By Emily BazelonPosted Thursday, Nov. 8, 2007, at 5:47 PM ET
Previous studies have also linked breast-feeding to higher IQ, but they generally haven't ruled out the fact that breast-fed kids are also more likely to come from wealthier and better-educated families than formula-fed babies. What has looked like a correlation between nursing and smarts might really have been explained by other more predictable factors. Caspi and Moffitt, however, controlled for the confounding factors of social class and maternal IQ. And they still found a pattern of higher IQs in the breast-fed babies with the C alleles. Nor did the advantage seem related to the mothers' genotypes.
Caspi and Moffitt point out that in the earlier annals of human history, when everyone was breast-fed, "genetic variation in FADS2 could have influenced individual differences in intelligence." In this sense, they say, "It is reasonable to ask whether FADS2 is a 'gene for' IQ." Maybe that helps explain why 90 percent of the population has the C allele—if it promotes intelligence, then it should win out in the process of natural selection.
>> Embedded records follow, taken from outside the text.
//! State-variable indexing: the bijection between ground fluent variables
//! and dense integer handles.
//!
//! For every fluent symbol, in the order chosen by [`SymbolOrder`], the
//! Cartesian product of its argument domains is enumerated with the leftmost
//! argument varying slowest, and each tuple is appended to the index. Handles
//! are therefore dense, zero-based, and reproducible across runs.

use crate::classify::Classification;
use crate::error::{GroundError, GroundResult};
use crate::symbols::{Symbol, SymbolTable};
use serde::{Deserialize, Serialize};
use std::collections::HashMap;
use std::fmt;
use std::str::FromStr;

/// A fluent symbol applied to concrete objects.
#[derive(Debug, Clone, PartialEq, Eq, Hash, PartialOrd, Ord)]
pub struct GroundVariable {
    pub symbol: String,
    pub args: Vec<String>,
}

impl GroundVariable {
    pub fn new(symbol: impl Into<String>, args: Vec<String>) -> Self {
        Self {
            symbol: symbol.into(),
            args,
        }
    }
}

impl fmt::Display for GroundVariable {
    fn fmt(&self, f: &mut fmt::Formatter<'_>) -> fmt::Result {
        write!(f, "{}({})", self.symbol, self.args.join(","))
    }
}

impl FromStr for GroundVariable {
    type Err = String;

    /// Parse the listing form `symbol(a,b)`.
    fn from_str(s: &str) -> Result<Self, Self::Err> {
        let s = s.trim();
        let open = s
            .find('(')
            .ok_or_else(|| format!("missing '(' in variable '{s}'"))?;
        let inner = s[open + 1..]
            .strip_suffix(')')
            .ok_or_else(|| format!("missing ')' in variable '{s}'"))?;
        let symbol = &s[..open];
        if symbol.is_empty() {
            return Err(format!("missing symbol in variable '{s}'"));
        }
        let args = if inner.is_empty() {
            Vec::new()
        } else {
            inner.split(',').map(|a| a.trim().to_string()).collect()
        };
        Ok(Self::new(symbol, args))
    }
}

/// Dense identifier of a state variable.
#[derive(Debug, Clone, Copy, PartialEq, Eq, Hash, PartialOrd, Ord, Serialize, Deserialize)]
pub struct Handle(pub usize);

impl fmt::Display for Handle {
    fn fmt(&self, f: &mut fmt::Formatter<'_>) -> fmt::Result {
        write!(f, "{}", self.0)
    }
}

/// Order in which fluent symbols receive their handle ranges.
#[derive(Debug, Clone, Copy, Default, PartialEq, Eq, Serialize, Deserialize)]
#[serde(rename_all = "snake_case")]
pub enum SymbolOrder {
    /// Declaration order of the symbol table.
    #[default]
    Declaration,
    /// Ascending arity; ties keep declaration order.
    Arity,
}

impl FromStr for SymbolOrder {
    type Err = String;

    fn from_str(s: &str) -> Result<Self, Self::Err> {
        match s.to_lowercase().as_str() {
            "declaration" => Ok(Self::Declaration),
            "arity" => Ok(Self::Arity),
            other => Err(format!("unknown symbol order '{other}' (expected declaration|arity)")),
        }
    }
}

impl fmt::Display for SymbolOrder {
    fn fmt(&self, f: &mut fmt::Formatter<'_>) -> fmt::Result {
        match self {
            Self::Declaration => write!(f, "declaration"),
            Self::Arity => write!(f, "arity"),
        }
    }
}

/// Handle range of one fluent symbol: `handle = base + Σ pos_i · strides[i]`,
/// where `pos_i` is the position of argument `i` in its type's listing.
#[derive(Debug, Clone, PartialEq, Eq)]
pub struct SymbolLayout {
    pub symbol: String,
    pub base: usize,
    pub strides: Vec<usize>,
    pub size: usize,
}

/// Append-only bijection between ground variables and handles.
#[derive(Debug, Clone, Default)]
pub struct VariableIndex {
    variables: Vec<GroundVariable>,
    handles: HashMap<GroundVariable, Handle>,
    layouts: Vec<SymbolLayout>,
}

impl VariableIndex {
    pub fn new() -> Self {
        Self::default()
    }

    /// Append a variable, assigning the next handle.
    pub fn register(&mut self, variable: GroundVariable) -> GroundResult<Handle> {
        if self.handles.contains_key(&variable) {
            return Err(GroundError::DuplicateRegistration(variable));
        }
        let handle = Handle(self.variables.len());
        self.handles.insert(variable.clone(), handle);
        self.variables.push(variable);
        Ok(handle)
    }

    pub fn handle_of(&self, variable: &GroundVariable) -> Option<Handle> {
        self.handles.get(variable).copied()
    }

    pub fn variable(&self, handle: Handle) -> Option<&GroundVariable> {
        self.variables.get(handle.0)
    }

    pub fn len(&self) -> usize {
        self.variables.len()
    }

    pub fn is_empty(&self) -> bool {
        self.variables.is_empty()
    }

    /// Variables in handle order.
    pub fn iter(&self) -> impl Iterator<Item = (Handle, &GroundVariable)> {
        self.variables
            .iter()
            .enumerate()
            .map(|(i, v)| (Handle(i), v))
    }

    /// Layouts of the indexed symbols, in handle order.
    pub fn layouts(&self) -> &[SymbolLayout] {
        &self.layouts
    }

    pub fn layout(&self, symbol: &str) -> Option<&SymbolLayout> {
        self.layouts.iter().find(|l| l.symbol == symbol)
    }

    /// One variable per line; the line number is the handle.
    pub fn to_listing(&self) -> String {
        let mut out = String::new();
        for variable in &self.variables {
            out.push_str(&variable.to_string());
            out.push('\n');
        }
        out
    }

    /// Rebuild an index from [`to_listing`](Self::to_listing) output.
    pub fn from_listing(listing: &str) -> Result<Self, String> {
        let mut index = Self::new();
        for (line_no, line) in listing.lines().enumerate() {
            if line.trim().is_empty() {
                continue;
            }
            let variable: GroundVariable = line
                .parse()
                .map_err(|e| format!("line {}: {}", line_no + 1, e))?;
            index
                .register(variable)
                .map_err(|e| format!("line {}: {}", line_no + 1, e))?;
        }
        Ok(index)
    }
}

/// Fluent symbols in the order their handle ranges are allocated.
pub fn ordered_fluents<'a>(
    symbols: &'a SymbolTable,
    classification: &Classification,
    order: SymbolOrder,
) -> Vec<&'a Symbol> {
    let mut fluents: Vec<&Symbol> = symbols
        .iter()
        .filter(|s| classification.is_fluent(&s.name))
        .collect();
    if order == SymbolOrder::Arity {
        // sort_by_key is stable, so equal arities keep declaration order
        fluents.sort_by_key(|s| s.arity());
    }
    fluents
}

/// Enumerate and register every ground variable of every fluent symbol.
pub fn index_state_variables(
    symbols: &SymbolTable,
    classification: &Classification,
    order: SymbolOrder,
) -> GroundResult<VariableIndex> {
    let mut index = VariableIndex::new();

    for symbol in ordered_fluents(symbols, classification, order) {
        let domains = argument_domains(symbols, symbol)?;
        let base = index.len();
        let mut count = 0;
        for tuple in CartesianProduct::new(&domains) {
            index.register(GroundVariable::new(&symbol.name, tuple))?;
            count += 1;
        }
        tracing::debug!("indexed {} variables for {}", count, symbol.signature());
        index.layouts.push(SymbolLayout {
            symbol: symbol.name.clone(),
            base,
            strides: strides(&domains),
            size: count,
        });
    }

    tracing::info!("indexed {} state variables", index.len());
    Ok(index)
}

fn argument_domains<'a>(
    symbols: &'a SymbolTable,
    symbol: &Symbol,
) -> GroundResult<Vec<&'a [String]>> {
    symbol
        .params
        .iter()
        .map(|type_name| {
            symbols
                .domain(type_name)
                .ok_or_else(|| GroundError::UnboundedDomain {
                    type_name: type_name.clone(),
                    symbol: symbol.name.clone(),
                })
        })
        .collect()
}

fn strides(domains: &[&[String]]) -> Vec<usize> {
    let mut strides = vec![1; domains.len()];
    for i in (0..domains.len().saturating_sub(1)).rev() {
        strides[i] = strides[i + 1] * domains[i + 1].len();
    }
    strides
}

/// Odometer over a list of domains; the last position turns fastest.
struct CartesianProduct<'a> {
    domains: &'a [&'a [String]],
    positions: Vec<usize>,
    done: bool,
}

impl<'a> CartesianProduct<'a> {
    fn new(domains: &'a [&'a [String]]) -> Self {
        Self {
            domains,
            positions: vec![0; domains.len()],
            done: domains.iter().any(|d| d.is_empty()),
        }
    }
}

impl Iterator for CartesianProduct<'_> {
    type Item = Vec<String>;

    fn next(&mut self) -> Option<Self::Item> {
        if self.done {
            return None;
        }
        let tuple = self
            .positions
            .iter()
            .zip(self.domains)
            .map(|(&pos, domain)| domain[pos].clone())
            .collect();

        // Advance; a nullary product yields its single empty tuple once.
        self.done = true;
        for i in (0..self.positions.len()).rev() {
            self.positions[i] += 1;
            if self.positions[i] < self.domains[i].len() {
                self.done = false;
                break;
            }
            self.positions[i] = 0;
        }
        Some(tuple)
    }
}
From a pro-breast-feeding point of view, this is all kind of lovely. Some babies have a gene that boosts intelligence, but only when it's activated by the delivery of mother's milk, and so, over time, more babies have the gene. Nature and nurture working in tandem, and to a good end.
OK, enough with the cave folk. What about us? Breast-feeding helps make most kids smarter, if the results of this study bear out in future research. In a birth order study that came out earlier this year, much was made of a three-point IQ edge for firstborns, so the nearly seven-point jump associated with breast-feeding and the C allele looks substantial. But the nursing doesn't help all kids—and so it's actually one more source of heightened inequity. Not just in the sense that kids who aren't breast-fed don't get the boost, a "shame-on-mothers" argument we're used to. No, now we have to add on a genetically based inequity. Of course, life is full of those, but they're still discomfiting, and perhaps all the more so in the presence of this sort of G × E interaction. There are two ways to lose out, genetic and experience-based. And to win, you need both to go your way. (We're talking about averages over populations, not one-to-one correlations, of course, but you can still see the point.)
Then there's the question of genetic testing. You could test a child for the C allele, and if she has it, feel even better about nursing her. You'd also feel worse if you can't. And if your baby is in the 10 percent without the lucky gene variant? You can still nurse, of course, but your rationale would be different—and wouldn't you feel ripped off by nature's grand lottery, and a little bitter about it, at least on a sore-nipple day?
This is the kind of information we may not really want to have. The sinisterish ramifications are even starker in other research that Caspi and Moffitt have done, in which they've found a G × E relationship for a gene that's linked to depression in connection with an experience of serious trauma, like child abuse. Do we want to know who has this predisposition? (A test already exists.) If you were thinking about adopting a child who might have had some hard experiences, wouldn't you choose the child with the protective variant of the gene over the one without it? And what does that mean for the genetically unblessed kid? If you ran an adoption agency, would you give kids the test? Questions for the near future, or, really, for now.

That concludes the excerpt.